MLS-C01 Practice Test Questions

A manufacturing company stores production volume data in a PostgreSQL database.
The company needs an end-to-end solution that will give business analysts the ability to prepare data for processing and to predict future production volume based the previous year's production volume. The solution must not require the company to have coding knowledge.
Which solution will meet these requirements with the LEAST effort?

A. Use AWS Database Migration Service (AWS DMS) to transfer the data from the PostgreSQL database to an Amazon S3 bucket. Create an Amazon EMR cluster to read the S3 bucket and perform the data preparation. Use Amazon SageMaker Studio for the prediction modeling.

B. Use AWS Glue DataBrew to read the data that is in the PostgreSQL database and to perform the data preparation. Use Amazon SageMaker Canvas for the prediction modeling.

C. Use AWS Database Migration Service (AWS DMS) to transfer the data from the PostgreSQL database to an Amazon S3 bucket. Use AWS Glue to read the data in the S3 bucket and to perform the data preparation. Use Amazon SageMaker Canvas for the prediction modeling.

D. Use AWS Glue DataBrew to read the data that is in the PostgreSQL database and to perform the data preparation. Use Amazon SageMaker Studio for the prediction modeling.

A machine learning engineer is building a bird classification model. The engineer randomly separates a dataset into a training dataset and a validation dataset. During the training phase, the model achieves very high accuracy. However, the model did not generalize well during validation of the validation dataset. The engineer realizes that the original dataset was imbalanced.

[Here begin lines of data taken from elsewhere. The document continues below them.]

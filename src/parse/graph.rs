//! petgraph-based index over a workspace snapshot.
//!
//! The snapshot arrives as flat id-keyed arrays. `PolicyGraph` indexes it once
//! per resolution pass so that every incomer/outgoer lookup is a neighbour
//! walk instead of a scan of the edge array.

use std::collections::{HashMap, HashSet, VecDeque};

use petgraph::Direction;
use petgraph::graph::{DiGraph, EdgeIndex, NodeIndex};
use petgraph::visit::EdgeRef;
use tracing::{debug, warn};

use super::types::{FunctionSpec, PolicyEdge, PolicyNode, WorkspaceState};

pub struct PolicyGraph<'a> {
    pub graph: DiGraph<&'a str, &'a PolicyEdge>,
    pub node_indices: HashMap<&'a str, NodeIndex>,
    nodes: HashMap<&'a str, &'a PolicyNode>,
    state: &'a WorkspaceState,
}

/// Nodes and edges belonging to one policy, in snapshot order.
#[derive(Debug, Clone)]
pub struct SubFlow<'a> {
    pub nodes: Vec<&'a PolicyNode>,
    pub edges: Vec<&'a PolicyEdge>,
}

impl<'a> SubFlow<'a> {
    pub fn node_ids(&self) -> Vec<&'a str> {
        self.nodes.iter().map(|n| n.id()).collect()
    }

    pub fn edge_ids(&self) -> Vec<&'a str> {
        self.edges.iter().map(|e| e.id.as_str()).collect()
    }
}

impl<'a> PolicyGraph<'a> {
    pub fn build(state: &'a WorkspaceState) -> Self {
        let mut graph = DiGraph::new();
        let mut node_indices = HashMap::new();
        let mut nodes = HashMap::new();

        for node in &state.nodes {
            let idx = graph.add_node(node.id());
            node_indices.insert(node.id(), idx);
            nodes.insert(node.id(), node);
        }

        // Edge indices grow in array order; lookups sort on them to keep
        // the designer's edge order.
        for edge in &state.edges {
            match (
                node_indices.get(edge.source.as_str()),
                node_indices.get(edge.target.as_str()),
            ) {
                (Some(&s), Some(&t)) => {
                    graph.add_edge(s, t, edge);
                }
                _ => warn!(
                    edge = %edge.id,
                    source = %edge.source,
                    target = %edge.target,
                    "Skipping edge with a dangling endpoint"
                ),
            }
        }

        debug!(
            nodes = graph.node_count(),
            edges = graph.edge_count(),
            "Indexed workspace snapshot"
        );

        PolicyGraph {
            graph,
            node_indices,
            nodes,
            state,
        }
    }

    pub fn state(&self) -> &'a WorkspaceState {
        self.state
    }

    pub fn node(&self, id: &str) -> Option<&'a PolicyNode> {
        self.nodes.get(id).copied()
    }

    pub fn function(&self, function_id: &str) -> Option<&'a FunctionSpec> {
        self.state.function(function_id)
    }

    /// Predecessors of `node_id`, optionally restricted to edges entering
    /// through `handle`. Each node appears once, at its first edge in the
    /// edge array.
    pub fn incomers(&self, node_id: &str, handle: Option<&str>) -> Vec<&'a PolicyNode> {
        self.neighbours(node_id, handle, Direction::Incoming)
    }

    /// Successors of `node_id`, optionally restricted to edges leaving
    /// through `handle`. Each node appears once, at its first edge in the
    /// edge array.
    pub fn outgoers(&self, node_id: &str, handle: Option<&str>) -> Vec<&'a PolicyNode> {
        self.neighbours(node_id, handle, Direction::Outgoing)
    }

    fn neighbours(
        &self,
        node_id: &str,
        handle: Option<&str>,
        direction: Direction,
    ) -> Vec<&'a PolicyNode> {
        let Some(&idx) = self.node_indices.get(node_id) else {
            return vec![];
        };

        let mut edges: Vec<_> = self.graph.edges_directed(idx, direction).collect();
        edges.sort_by_key(|e| e.id());

        let mut seen = HashSet::new();
        edges
            .into_iter()
            .filter(|e| {
                let edge_handle = match direction {
                    Direction::Incoming => e.weight().target_handle.as_deref(),
                    Direction::Outgoing => e.weight().source_handle.as_deref(),
                };
                handle.is_none_or(|h| edge_handle == Some(h))
            })
            .filter_map(|e| {
                let other = match direction {
                    Direction::Incoming => e.source(),
                    Direction::Outgoing => e.target(),
                };
                if !seen.insert(other) {
                    return None;
                }
                self.node(self.graph[other])
            })
            .collect()
    }

    /// Connected component around `source_id`, walked in both directions.
    ///
    /// Other policy nodes are not entered, so adjacent policies sharing a
    /// filter or a schema keep their own sub-flows.
    pub fn sub_flow(&self, source_id: &str) -> SubFlow<'a> {
        let Some(&start) = self.node_indices.get(source_id) else {
            return SubFlow {
                nodes: vec![],
                edges: vec![],
            };
        };

        let mut visited: HashSet<NodeIndex> = HashSet::from([start]);
        let mut member_edges: HashSet<EdgeIndex> = HashSet::new();
        let mut worklist = VecDeque::from([start]);

        while let Some(current) = worklist.pop_front() {
            let incident = self
                .graph
                .edges_directed(current, Direction::Outgoing)
                .chain(self.graph.edges_directed(current, Direction::Incoming));

            for edge in incident {
                let other = if edge.source() == current {
                    edge.target()
                } else {
                    edge.source()
                };

                if other != start
                    && self
                        .node(self.graph[other])
                        .is_some_and(|n| n.is_policy())
                {
                    continue;
                }

                member_edges.insert(edge.id());
                if visited.insert(other) {
                    worklist.push_back(other);
                }
            }
        }

        let nodes = self
            .state
            .nodes
            .iter()
            .filter(|n| {
                self.node_indices
                    .get(n.id())
                    .is_some_and(|idx| visited.contains(idx))
            })
            .collect();

        let mut edges: Vec<_> = member_edges.into_iter().collect();
        edges.sort();
        let edges = edges.into_iter().map(|e| self.graph[e]).collect();

        SubFlow { nodes, edges }
    }
}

What should the engineer do to improve the validation accuracy of the model?

A. Perform stratified sampling on the original dataset.

B. Acquire additional data about the majority classes in the original dataset.

C. Use a smaller, randomly sampled version of the training dataset.

D. Perform systematic sampling on the original dataset.

While reviewing the histogram for residuals on regression evaluation data a Machine Learning Specialist notices that the residuals do not form a zero-centered bell shape as shown What does this mean?

A. The model might have prediction errors over a range of target values.

B. The dataset cannot be accurately represented using the regression model

C. There are too many variables in the model

D. The model is predicting its target values perfectly.

A retail company intends to use machine learning to categorize new products A labeled dataset of current products was provided to the Data Science team The dataset includes 1 200 products The labeled dataset has 15 features for each product such as title dimensions, weight, and price Each product is labeled as belonging to one of six categories such as books, games, electronics, and movies. Which model should be used for categorizing new products using the provided dataset for training?

A. An XGBoost model where the objective parameter is set to multi: softmax

B. A deep convolutional neural network (CNN) with a softmax activation function for the last layer

C. A regression forest where the number of trees is set equal to the number of product categories

D. A DeepAR forecasting model based on a recurrent neural network (RNN)

A company uses camera images of the tops of items displayed on store shelves to determine which items were removed and which ones still remain. After several hours of data labeling, the company has a total of 1,000 hand-labeled images covering 10 distinct items. The training results were poor. Which machine learning approach fulfills the company’s long-term needs?

A. Convert the images to grayscale and retrain the model

B. Reduce the number of distinct items from 10 to 2, build the model, and iterate

C. Attach different colored labels to each item, take the images again, and build the model

D. Augment training data for each item using image variants like inversions and translations, build the model, and iterate.

A company wants to enhance audits for its machine learning (ML) systems. The auditing system must be able to perform metadata analysis on the features that the ML models use. The audit solution must generate a report that analyzes the metadata. The solution also must be able to set the data sensitivity and authorship of features. Which solution will meet these requirements with the LEAST development effort?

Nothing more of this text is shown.